Design, Synthesis and In-Vitro Cytotoxicity of Novel Platinum (II) Complexes with Phthalate as the Leaving Group

Three platinum (II) complexes (6-8) with phthalate as the leaving group were synthesized and characterized by FTIR, H-1 NMR, C-13 NMR, mass spectrometry and elemental analysis. In-vitro cytotoxicity of all three complexes was evaluated using COLO 205 (human colon cancer cell line) against the parent drug "oxaliplatin". The compound 4-amino-(trans-cyclohexane-1,2-diamine) platinum(II) (8) showed potent cytotoxicity with IC50 = 0.12 mu M as compared to oxaliplatin (IC50 = 0.19 mu M) and its aqueous solubility was found to be 16 mg/mL which is higher than oxaliplatin (8 mg/mL). The acute toxicity showed that the platinum complex (8) was less toxic than oxaliplatin.
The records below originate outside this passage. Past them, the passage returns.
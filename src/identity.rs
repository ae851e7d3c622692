use std::collections::BTreeMap;
use std::fmt;

use crate::error::LoadError;

/// The batch-fetch strategy a loader uses.
#[derive(Debug, Clone, Copy, PartialEq, Eq, Hash, PartialOrd, Ord)]
pub enum LoaderKind {
    /// Loads a named relation for a batch of parents.
    Relation,
    /// Loads rows of an allow-listed scope whose column matches a batch of ids.
    ForeignKey,
    /// Loads single records by external id.
    Singleton,
    /// Any other [`BatchFunction`](crate::BatchFunction), named by its author.
    Custom(&'static str),
}

impl LoaderKind {
    /// Qualifiers an identity of this kind can not be built without.
    fn required_qualifiers(&self) -> &'static [&'static str] {
        match self {
            LoaderKind::Relation => &["relation"],
            LoaderKind::ForeignKey => &["column"],
            LoaderKind::Singleton | LoaderKind::Custom(_) => &[],
        }
    }
}

impl fmt::Display for LoaderKind {
    fn fmt(&self, f: &mut fmt::Formatter<'_>) -> fmt::Result {
        match self {
            LoaderKind::Relation => f.write_str("relation"),
            LoaderKind::ForeignKey => f.write_str("foreign_key"),
            LoaderKind::Singleton => f.write_str("singleton"),
            LoaderKind::Custom(name) => f.write_str(name),
        }
    }
}

/// Canonical name of a batching bucket: loader kind, target collection or relation owner, and
/// the extra qualifiers that select one particular loader.
///
/// Identities compare by value. Qualifiers are kept sorted, so the order in which callers pass
/// them does not matter: two resolvers asking for `relation:Submission[relation=assignment]`
/// end up in the same batch and share cached outcomes.
#[derive(Debug, Clone, PartialEq, Eq, Hash, PartialOrd, Ord)]
pub struct LoaderIdentity {
    kind: LoaderKind,
    target: String,
    qualifiers: BTreeMap<String, String>,
}

impl LoaderIdentity {
    /// Builds the identity for `kind` over `target` with the given qualifiers.
    ///
    /// Fails with [`LoadError::MalformedRequest`] when the target or a qualifier name is blank,
    /// when a qualifier is given twice with different values, or when a qualifier required by
    /// `kind` is missing.
    pub fn canonicalize<I, N, V>(kind: LoaderKind, target: impl Into<String>, params: I) -> Result<Self, LoadError>
    where
        I: IntoIterator<Item = (N, V)>,
        N: Into<String>,
        V: Into<String>,
    {
        let target = target.into();
        if target.trim().is_empty() {
            return Err(LoadError::MalformedRequest(format!("{kind} loader has an empty target")));
        }
        if let LoaderKind::Custom(name) = kind {
            if name.trim().is_empty() {
                return Err(LoadError::MalformedRequest(format!("custom loader for {target} has no name")));
            }
        }

        let mut qualifiers = BTreeMap::new();
        for (name, value) in params {
            let name = name.into();
            let value = value.into();
            if name.trim().is_empty() {
                return Err(LoadError::MalformedRequest(format!(
                    "{kind} loader for {target} has a qualifier with an empty name"
                )));
            }
            match qualifiers.get(&name) {
                Some(existing) if *existing != value => {
                    return Err(LoadError::MalformedRequest(format!(
                        "{kind} loader for {target} has conflicting values for {name}: {existing:?} and {value:?}"
                    )));
                }
                Some(_) => {}
                None => {
                    qualifiers.insert(name, value);
                }
            }
        }

        for required in kind.required_qualifiers() {
            match qualifiers.get(*required) {
                Some(value) if !value.trim().is_empty() => {}
                _ => {
                    return Err(LoadError::MalformedRequest(format!(
                        "{kind} loader for {target} is missing required qualifier {required}"
                    )));
                }
            }
        }

        Ok(Self { kind, target, qualifiers })
    }

    /// Builds an identity that carries no qualifiers.
    pub fn unqualified(kind: LoaderKind, target: impl Into<String>) -> Result<Self, LoadError> {
        Self::canonicalize(kind, target, std::iter::empty::<(String, String)>())
    }

    pub fn kind(&self) -> LoaderKind {
        self.kind
    }

    pub fn target(&self) -> &str {
        &self.target
    }

    pub fn qualifier(&self, name: &str) -> Option<&str> {
        self.qualifiers.get(name).map(String::as_str)
    }

    pub fn qualifiers(&self) -> impl Iterator<Item = (&str, &str)> {
        self.qualifiers.iter().map(|(name, value)| (name.as_str(), value.as_str()))
    }
}

impl fmt::Display for LoaderIdentity {
    fn fmt(&self, f: &mut fmt::Formatter<'_>) -> fmt::Result {
        write!(f, "{}:{}", self.kind, self.target)?;
        if !self.qualifiers.is_empty() {
            f.write_str("[")?;
            for (i, (name, value)) in self.qualifiers.iter().enumerate() {
                if i > 0 {
                    f.write_str(",")?;
                }
                write!(f, "{name}={value}")?;
            }
            f.write_str("]")?;
        }
        Ok(())
    }
}
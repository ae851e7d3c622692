//! The three batch-fetch strategies built on the engine.
//!
//! Each loader pairs a canonical [`LoaderIdentity`](crate::LoaderIdentity) with one bulk query
//! against an external source trait. The persistence layer implements the source traits.

mod foreign_key;
mod relation;
mod singleton;

pub use foreign_key::{ForeignKeyLoader, Scope, ScopedSource};
pub use relation::{RelationLoader, RelationSource};
pub use singleton::{RecordSource, SingletonLoader};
Molecular oxaliplatin-DNA complex structure indicates that the diaminocyclohexane (DACH) and Pt (II) showed interactions with N7 and O6 of GG base pairs of DNA helix. In this present study, it is interesting to note that all three platinum based anticancer agents with phthalate as the leaving group exhibited great cytotoxicity, less toxicity, good lipophilicity as well as better aqueous solubility.